**Records supplied**

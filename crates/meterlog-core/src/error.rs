//! Error type for meterlog-core.

use std::path::PathBuf;

pub type Result<T, E = Error> = std::result::Result<T, E>;

#[derive(Debug, thiserror::Error)]
pub enum Error {
    #[error("failed to load configuration: {0}")]
    Config(#[from] config::ConfigError),

    #[error("failed to prepare config file {}: {source}", .path.display())]
    ConfigFile {
        path: PathBuf,
        #[source]
        source: std::io::Error,
    },

    #[error("invalid meter override '{0}': expected ID=LABEL")]
    MeterOverride(String),

    #[error("cannot create event log {}: {source}", .path.display())]
    LogFile {
        path: PathBuf,
        #[source]
        source: std::io::Error,
    },
}
//! Line feed — the cooperative read loop over the decoder's output.
//!
//! Lines are read one at a time in arrival order, normalised, attributed by
//! the [`Tracker`] and handed to an [`EventSink`]. The loop waits on exactly
//! one thing at a time: the next line or the cancellation token, whichever
//! comes first. Cancellation is therefore only observed between lines and
//! never interrupts an event half-way through the sinks.

use std::collections::HashSet;
use std::io;

use meterlog_core::normalizer;
use meterlog_core::Tracker;
use tokio::io::{AsyncBufRead, AsyncBufReadExt};
use tokio_util::sync::CancellationToken;
use tracing::{debug, info, warn};

use crate::sink::EventSink;

/// Counters for one run of [`run`].
#[derive(Debug, Clone, Default, PartialEq, Eq)]
pub struct StreamSummary {
    /// Lines read from the input.
    pub lines: u64,
    /// Events written to the sink.
    pub events: u64,
    /// Lines discarded by the normalizer.
    pub skipped: u64,
    /// Distinct ids seen that the registry does not know.
    pub unrecognized: HashSet<String>,
    /// `true` when the loop stopped on cancellation rather than end of input.
    pub interrupted: bool,
}

/// Consume `input` until end of stream or until `cancel` fires.
///
/// Malformed lines are skipped. An error is returned only when reading the
/// input or writing to the sink fails; the sink is not closed here, that is
/// left to the caller on every path.
pub async fn run<R, S>(
    input: R,
    tracker: &mut Tracker,
    sink: &mut S,
    cancel: &CancellationToken,
) -> io::Result<StreamSummary>
where
    R: AsyncBufRead + Unpin,
    S: EventSink + ?Sized,
{
    let mut segments = input.split(b'\n');
    let mut summary = StreamSummary::default();

    loop {
        let segment = tokio::select! {
            biased;
            () = cancel.cancelled() => {
                info!(lines = summary.lines, "input interrupted");
                summary.interrupted = true;
                break;
            }
            segment = segments.next_segment() => segment?,
        };
        let Some(bytes) = segment else {
            info!(lines = summary.lines, "end of input");
            break;
        };

        summary.lines += 1;
        let line = String::from_utf8_lossy(&bytes);

        let reading = match normalizer::parse(&line) {
            Ok(reading) => reading,
            Err(reason) => {
                summary.skipped += 1;
                debug!(%reason, line = %line.trim_end(), "skipped line");
                continue;
            }
        };

        let observation = tracker.observe(&reading);
        if observation.is_discovery() {
            warn!(meter_id = %reading.meter_id, "unrecognized meter id");
        }
        if !observation.event.recognized {
            summary.unrecognized.insert(reading.meter_id.clone());
        }

        sink.emit(&observation.event)?;
        summary.events += 1;
    }

    Ok(summary)
}
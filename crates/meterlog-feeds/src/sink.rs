//! Event sinks — where labelled events end up.
//!
//! A run writes every event twice: to the console for the live view, then to
//! the per-run event log. [`Tee`] keeps that order for each event so the log
//! never holds an event the console has not shown.

use std::fs::{File, OpenOptions};
use std::io::{self, BufWriter, Write};
use std::path::{Path, PathBuf};

use chrono::{DateTime, Local};
use meterlog_core::{Error, LabeledEvent};

/// Destination for labelled events.
pub trait EventSink {
    /// Write one event as a single newline-terminated line.
    fn emit(&mut self, event: &LabeledEvent) -> io::Result<()>;

    /// Flush and release whatever the sink holds.
    fn close(&mut self) -> io::Result<()> {
        Ok(())
    }
}

// ---------------------------------------------------------------------------
// Console
// ---------------------------------------------------------------------------

/// Live view: one line per event on any writer (stdout in the binary).
#[derive(Debug)]
pub struct Console<W: Write> {
    out: W,
}

impl<W: Write> Console<W> {
    pub fn new(out: W) -> Self {
        Self { out }
    }

    pub fn into_inner(self) -> W {
        self.out
    }
}

impl<W: Write> EventSink for Console<W> {
    fn emit(&mut self, event: &LabeledEvent) -> io::Result<()> {
        writeln!(self.out, "{event}")?;
        self.out.flush()
    }

    fn close(&mut self) -> io::Result<()> {
        self.out.flush()
    }
}

// ---------------------------------------------------------------------------
// Event log
// ---------------------------------------------------------------------------

/// Append-only event log, created fresh for each run.
///
/// Every event is written with one `write_all` and flushed before `emit`
/// returns, so a reader tailing the file never sees half a line.
#[derive(Debug)]
pub struct LogFile {
    path: PathBuf,
    writer: BufWriter<File>,
}

impl LogFile {
    /// Create `<dir>/<prefix>-<YYYY-MM-DD_HH-MM-SS>.log` for a run started at
    /// `started`. Fails if the file already exists or `dir` is missing.
    pub fn create(dir: &Path, prefix: &str, started: DateTime<Local>) -> Result<Self, Error> {
        let name = format!("{prefix}-{}.log", started.format("%Y-%m-%d_%H-%M-%S"));
        Self::create_at(dir.join(name))
    }

    /// [`create`](Self::create) for a run starting now.
    pub fn create_now(dir: &Path, prefix: &str) -> Result<Self, Error> {
        Self::create(dir, prefix, Local::now())
    }

    /// Create the log at exactly `path`.
    pub fn create_at(path: PathBuf) -> Result<Self, Error> {
        match OpenOptions::new().append(true).create_new(true).open(&path) {
            Ok(file) => Ok(Self {
                path,
                writer: BufWriter::new(file),
            }),
            Err(source) => Err(Error::LogFile { path, source }),
        }
    }

    pub fn path(&self) -> &Path {
        &self.path
    }
}

impl EventSink for LogFile {
    fn emit(&mut self, event: &LabeledEvent) -> io::Result<()> {
        let line = format!("{event}\n");
        self.writer.write_all(line.as_bytes())?;
        self.writer.flush()
    }

    fn close(&mut self) -> io::Result<()> {
        self.writer.flush()?;
        self.writer.get_ref().sync_all()
    }
}

// ---------------------------------------------------------------------------
// Tee
// ---------------------------------------------------------------------------

/// Writes each event to `first`, then to `second`.
#[derive(Debug)]
pub struct Tee<A, B> {
    pub first: A,
    pub second: B,
}

impl<A: EventSink, B: EventSink> Tee<A, B> {
    pub fn new(first: A, second: B) -> Self {
        Self { first, second }
    }
}

impl<A: EventSink, B: EventSink> EventSink for Tee<A, B> {
    fn emit(&mut self, event: &LabeledEvent) -> io::Result<()> {
        self.first.emit(event)?;
        self.second.emit(event)
    }

    /// Both halves are closed even if the first one fails.
    fn close(&mut self) -> io::Result<()> {
        let first = self.first.close();
        let second = self.second.close();
        first.and(second)
    }
}
//! 表ファイル読み込みモジュール
//!
//! アップロードされた CSV / Excel / テキストを見出し行＋データ行の
//! 単純な表として読み込む。

mod csv;
mod excel;
mod text;

use crate::error::{MedCheckError, Result};
use medcheck_common::{find_column, NAME_COLUMN};
use std::path::Path;

/// 読み込み済みの表
#[derive(Debug, Clone, Default, PartialEq)]
pub struct Table {
    pub headers: Vec<String>,
    pub rows: Vec<Vec<String>>,
}

impl Table {
    /// 列名で位置を検索（大文字小文字を無視）
    pub fn column_index(&self, name: &str) -> Option<usize> {
        find_column(&self.headers, name)
    }

    /// 列の値（空セルを除き、前後の空白を除去）
    pub fn column_values(&self, index: usize) -> Vec<String> {
        self.rows
            .iter()
            .filter_map(|row| row.get(index))
            .map(|v| v.trim())
            .filter(|v| !v.is_empty())
            .map(str::to_string)
            .collect()
    }

    pub fn is_empty(&self) -> bool {
        self.rows.is_empty()
    }
}

/// 対応するファイル形式
#[derive(Debug, Clone, Copy, PartialEq, Eq)]
pub enum TableFormat {
    Csv,
    Spreadsheet,
    Text,
}

const SPREADSHEET_EXTENSIONS: &[&str] = &["xlsx", "xls", "xlsm", "xlsb", "ods"];

impl TableFormat {
    pub fn from_path(path: &Path) -> Result<Self> {
        let ext = path
            .extension()
            .map(|e| e.to_string_lossy().to_lowercase())
            .unwrap_or_default();

        match ext.as_str() {
            "csv" => Ok(TableFormat::Csv),
            "txt" => Ok(TableFormat::Text),
            e if SPREADSHEET_EXTENSIONS.contains(&e) => Ok(TableFormat::Spreadsheet),
            _ => Err(MedCheckError::UnsupportedFileType(path.display().to_string())),
        }
    }
}

/// テキストファイルを読み込む
///
/// UTF-8 でなければ Windows-1252（Excel が書き出す CSV に多い）として解釈する。
fn read_text(path: &Path) -> Result<String> {
    let bytes = std::fs::read(path)?;
    Ok(decode_text(bytes))
}

fn decode_text(bytes: Vec<u8>) -> String {
    match String::from_utf8(bytes) {
        Ok(s) => s,
        Err(e) => {
            let bytes = e.into_bytes();
            let (decoded, _, _) = encoding_rs::WINDOWS_1252.decode(&bytes);
            tracing::debug!("UTF-8 ではないため Windows-1252 として読み込み");
            decoded.into_owned()
        }
    }
}

/// 表ファイルを読み込む
pub fn load_table(path: &Path) -> Result<Table> {
    if !path.exists() {
        return Err(MedCheckError::FileNotFound(path.display().to_string()));
    }

    let format = TableFormat::from_path(path)?;
    let table = match format {
        TableFormat::Csv => csv::read_csv(path)?,
        TableFormat::Spreadsheet => excel::read_first_sheet(path)?,
        TableFormat::Text => text::read_lines(path, NAME_COLUMN)?,
    };

    if table.headers.is_empty() {
        return Err(MedCheckError::EmptyTable(path.display().to_string()));
    }

    tracing::debug!(
        path = %path.display(),
        ?format,
        columns = table.headers.len(),
        rows = table.rows.len(),
        "表を読み込みました"
    );

    Ok(table)
}
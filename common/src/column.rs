//! 医薬品名列の推定
//!
//! アップロードされた表の列名から医薬品名が入っている列を推定する。
//! UIに依存しない純粋関数。

/// 医薬品名列とみなす列名（小文字・trim後に比較）
pub const NAME_COLUMN_CANDIDATES: &[&str] = &[
    "medicine",
    "medicine name",
    "drug",
    "brand",
    "name",
    "product",
];

/// 医薬品名列の位置を推定する
///
/// 候補名に一致する最初の列、なければ先頭列。列がなければNone。
pub fn guess_name_column<S: AsRef<str>>(columns: &[S]) -> Option<usize> {
    columns
        .iter()
        .position(|c| {
            let key = c.as_ref().trim().to_lowercase();
            NAME_COLUMN_CANDIDATES.contains(&key.as_str())
        })
        .or(if columns.is_empty() { None } else { Some(0) })
}

/// 列名で検索（大文字小文字・前後空白を無視）
pub fn find_column<S: AsRef<str>>(columns: &[S], name: &str) -> Option<usize> {
    let target = name.trim().to_lowercase();
    columns
        .iter()
        .position(|c| c.as_ref().trim().to_lowercase() == target)
}

#[cfg(test)]
mod tests {
    use super::*;

    #[test]
    fn test_guess_name_column_candidate() {
        assert_eq!(guess_name_column(&["Qty", "Drug", "Name"]), Some(1));
        assert_eq!(guess_name_column(&["id", " Medicine Name "]), Some(1));
        assert_eq!(guess_name_column(&["PRODUCT"]), Some(0));
    }

    #[test]
    fn test_guess_name_column_falls_back_to_first() {
        assert_eq!(guess_name_column(&["Qty", "Notes"]), Some(0));
    }

    #[test]
    fn test_guess_name_column_no_columns() {
        let columns: [&str; 0] = [];
        assert_eq!(guess_name_column(&columns), None);
    }

    #[test]
    fn test_find_column() {
        let columns = vec!["Medicine Name".to_string(), "Price".to_string()];
        assert_eq!(find_column(&columns, "price"), Some(1));
        assert_eq!(find_column(&columns, " medicine name"), Some(0));
        assert_eq!(find_column(&columns, "Company"), None);
    }
}
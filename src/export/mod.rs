pub mod excel;

use crate::error::{MedCheckError, Result};
use medcheck_common::MatchResult;
use serde::Serialize;
use std::path::Path;

/// 照合結果の出力形式
#[derive(Clone, Copy, Debug, Default, PartialEq, Eq)]
pub enum ExportFormat {
    Json,
    Csv,
    #[default]
    Excel,
}

impl ExportFormat {
    /// 拡張子から判定
    pub fn from_path(path: &Path) -> Option<Self> {
        path.extension()
            .and_then(|e| e.to_str())
            .and_then(|e| e.parse().ok())
    }

    pub fn extension(&self) -> &'static str {
        match self {
            ExportFormat::Json => "json",
            ExportFormat::Csv => "csv",
            ExportFormat::Excel => "xlsx",
        }
    }
}

impl std::str::FromStr for ExportFormat {
    type Err = String;

    fn from_str(s: &str) -> std::result::Result<Self, Self::Err> {
        match s.to_lowercase().as_str() {
            "json" => Ok(ExportFormat::Json),
            "csv" => Ok(ExportFormat::Csv),
            "excel" | "xlsx" => Ok(ExportFormat::Excel),
            _ => Err(format!("Unknown format: {}. Use json, csv, or excel", s)),
        }
    }
}

impl std::fmt::Display for ExportFormat {
    fn fmt(&self, f: &mut std::fmt::Formatter<'_>) -> std::fmt::Result {
        write!(f, "{}", self.extension())
    }
}

/// CSV出力の1行
#[derive(Serialize)]
struct CsvRow<'a> {
    #[serde(rename = "Entered")]
    entered: &'a str,
    #[serde(rename = "Closest Match")]
    closest_match: &'a str,
    #[serde(rename = "Match Score")]
    score: f64,
    #[serde(rename = "Status")]
    status: &'a str,
}

fn export_csv(results: &[MatchResult], output_path: &Path) -> Result<()> {
    let mut writer = csv::Writer::from_path(output_path)?;
    for r in results {
        writer.serialize(CsvRow {
            entered: &r.entered,
            closest_match: r.closest_match_display(),
            score: r.score,
            status: r.status.label(),
        })?;
    }
    writer.flush()?;
    Ok(())
}

fn export_json(results: &[MatchResult], output_path: &Path) -> Result<()> {
    let json = serde_json::to_string_pretty(results)?;
    std::fs::write(output_path, json)?;
    Ok(())
}

/// 照合結果をファイルに出力
///
/// 形式の指定がなければ拡張子から判定し、判定できなければExcel。
pub fn export_results(
    results: &[MatchResult],
    output_path: &Path,
    format: Option<ExportFormat>,
) -> Result<ExportFormat> {
    let format = format
        .or_else(|| ExportFormat::from_path(output_path))
        .unwrap_or_default();

    if let Some(parent) = output_path.parent() {
        if !parent.as_os_str().is_empty() && !parent.exists() {
            return Err(MedCheckError::FileNotFound(parent.display().to_string()));
        }
    }

    match format {
        ExportFormat::Json => export_json(results, output_path)?,
        ExportFormat::Csv => export_csv(results, output_path)?,
        ExportFormat::Excel => excel::generate_excel(results, output_path)?,
    }

    tracing::debug!(path = %output_path.display(), %format, rows = results.len(), "結果を出力");
    Ok(format)
}
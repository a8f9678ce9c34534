//! Excel / ODS 読み込み（先頭シートのみ）

use super::Table;
use crate::error::Result;
use calamine::{open_workbook_auto, Data, Reader};
use std::path::Path;

/// セル値を文字列に変換
///
/// 整数値の浮動小数（Excelの数値セル）は小数点なしで表記する。
fn cell_to_string(cell: &Data) -> String {
    match cell {
        Data::Empty => String::new(),
        Data::String(s) => s.clone(),
        Data::Float(f) => {
            if f.fract() == 0.0 && f.abs() < 1e15 {
                format!("{}", *f as i64)
            } else {
                f.to_string()
            }
        }
        Data::Int(i) => i.to_string(),
        Data::Bool(b) => b.to_string(),
        Data::DateTime(dt) => dt.as_f64().to_string(),
        Data::DateTimeIso(s) => s.clone(),
        Data::DurationIso(s) => s.clone(),
        Data::Error(e) => e.to_string(),
    }
}

pub(super) fn read_first_sheet(path: &Path) -> Result<Table> {
    let mut workbook = open_workbook_auto(path)?;

    let range = match workbook.worksheet_range_at(0) {
        Some(range) => range?,
        None => return Ok(Table::default()),
    };

    let mut rows = range
        .rows()
        .map(|row| row.iter().map(cell_to_string).collect::<Vec<String>>());

    let headers = match rows.next() {
        Some(headers) => headers.into_iter().map(|h| h.trim().to_string()).collect(),
        None => return Ok(Table::default()),
    };

    // 末尾の空行は除く
    let mut rows: Vec<Vec<String>> = rows.collect();
    while rows
        .last()
        .is_some_and(|row| row.iter().all(|c| c.trim().is_empty()))
    {
        rows.pop();
    }

    Ok(Table { headers, rows })
}

#[cfg(test)]
mod tests {
    use super::*;

    #[test]
    fn test_cell_to_string() {
        assert_eq!(cell_to_string(&Data::Empty), "");
        assert_eq!(cell_to_string(&Data::String("Paracetamol".into())), "Paracetamol");
        assert_eq!(cell_to_string(&Data::Float(15.0)), "15");
        assert_eq!(cell_to_string(&Data::Float(12.5)), "12.5");
        assert_eq!(cell_to_string(&Data::Int(7)), "7");
        assert_eq!(cell_to_string(&Data::Bool(true)), "true");
    }
}
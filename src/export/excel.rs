//! Excel生成（CLI版）
//!
//! 共通ライブラリの excel_core でバッファを作り、ファイルに書き出す

use crate::error::{MedCheckError, Result};
use medcheck_common::export::excel_core;
use medcheck_common::MatchResult;
use std::path::Path;

/// 結果シート名
const RESULTS_SHEET: &str = "Results";

pub fn generate_excel(results: &[MatchResult], output_path: &Path) -> Result<()> {
    let buffer = excel_core::generate_results_buffer(results, RESULTS_SHEET)
        .map_err(MedCheckError::ExcelGeneration)?;
    std::fs::write(output_path, buffer)?;
    Ok(())
}
//! エラーケーステスト
//!
//! 入力ファイルまわりのエラーハンドリングを検証

use medcheck::error::MedCheckError;
use medcheck::table::load_table;
use std::path::Path;
use tempfile::tempdir;

/// 存在しないファイル
#[test]
fn test_load_nonexistent_file() {
    let result = load_table(Path::new("/nonexistent/path/12345.csv"));
    assert!(matches!(result, Err(MedCheckError::FileNotFound(_))));
}

/// 対応していない拡張子
#[test]
fn test_load_unsupported_type() {
    let dir = tempdir().expect("Failed to create temp dir");
    let path = dir.path().join("meds.pdf");
    std::fs::write(&path, "dummy").unwrap();

    let err = load_table(&path).unwrap_err();
    assert!(matches!(err, MedCheckError::UnsupportedFileType(_)));
    assert!(err.to_string().contains("meds.pdf"));
}

/// 空のCSV
#[test]
fn test_load_empty_csv() {
    let dir = tempdir().expect("Failed to create temp dir");
    let path = dir.path().join("empty.csv");
    std::fs::write(&path, "").unwrap();

    assert!(matches!(load_table(&path), Err(MedCheckError::EmptyTable(_))));
}

/// テキストファイルは1行1件
#[test]
fn test_load_text_lines() {
    let dir = tempdir().expect("Failed to create temp dir");
    let path = dir.path().join("names.txt");
    std::fs::write(&path, "Paracetamol\n\n  Ibuprofen  \n").unwrap();

    let table = load_table(&path).unwrap();
    assert_eq!(table.headers, vec!["Medicine Name"]);
    assert_eq!(table.column_values(0), vec!["Paracetamol", "Ibuprofen"]);
}

/// セミコロン区切りのCSV
#[test]
fn test_load_semicolon_csv() {
    let dir = tempdir().expect("Failed to create temp dir");
    let path = dir.path().join("meds.csv");
    std::fs::write(&path, "Name;Price\nCrocin;25\nDolo 650;30\n").unwrap();

    let table = load_table(&path).unwrap();
    assert_eq!(table.headers, vec!["Name", "Price"]);
    assert_eq!(table.rows.len(), 2);
    assert_eq!(table.column_index("price"), Some(1));
}

/// 列名の候補がエラーメッセージに出る
#[test]
fn test_column_not_found_message() {
    let err = MedCheckError::ColumnNotFound {
        name: "Medicin".into(),
        suggestion: Some("Medicine".into()),
    };
    assert!(err.to_string().contains("Medicine"));

    let err = MedCheckError::ColumnNotFound {
        name: "Foo".into(),
        suggestion: None,
    };
    assert!(err.to_string().contains("Foo"));
}

/// UTF-8 でないCSV（Excelの書き出し等）は Windows-1252 として読む
#[test]
fn test_load_non_utf8_csv() {
    let dir = tempdir().expect("Failed to create temp dir");
    let path = dir.path().join("latin1.csv");
    std::fs::write(&path, b"Medicine Name\nParac\xE9tamol\n").unwrap();

    let table = load_table(&path).unwrap();
    let values = table.column_values(0);
    assert_eq!(values, vec!["Parac\u{e9}tamol"]);
    assert!(!values[0].contains('\u{FFFD}'));
}

/// UTF-8 でないテキストも同様
#[test]
fn test_load_non_utf8_text() {
    let dir = tempdir().expect("Failed to create temp dir");
    let path = dir.path().join("names.txt");
    std::fs::write(&path, b"Caf\xE9ine\n").unwrap();

    let table = load_table(&path).unwrap();
    assert_eq!(table.column_values(0), vec!["Caf\u{e9}ine"]);
}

**Task details**
Only lines containing the word "parse" should be copied from the material above.

**Task output**
        let reading = match normalizer::parse(&line) {
            .and_then(|e| e.parse().ok())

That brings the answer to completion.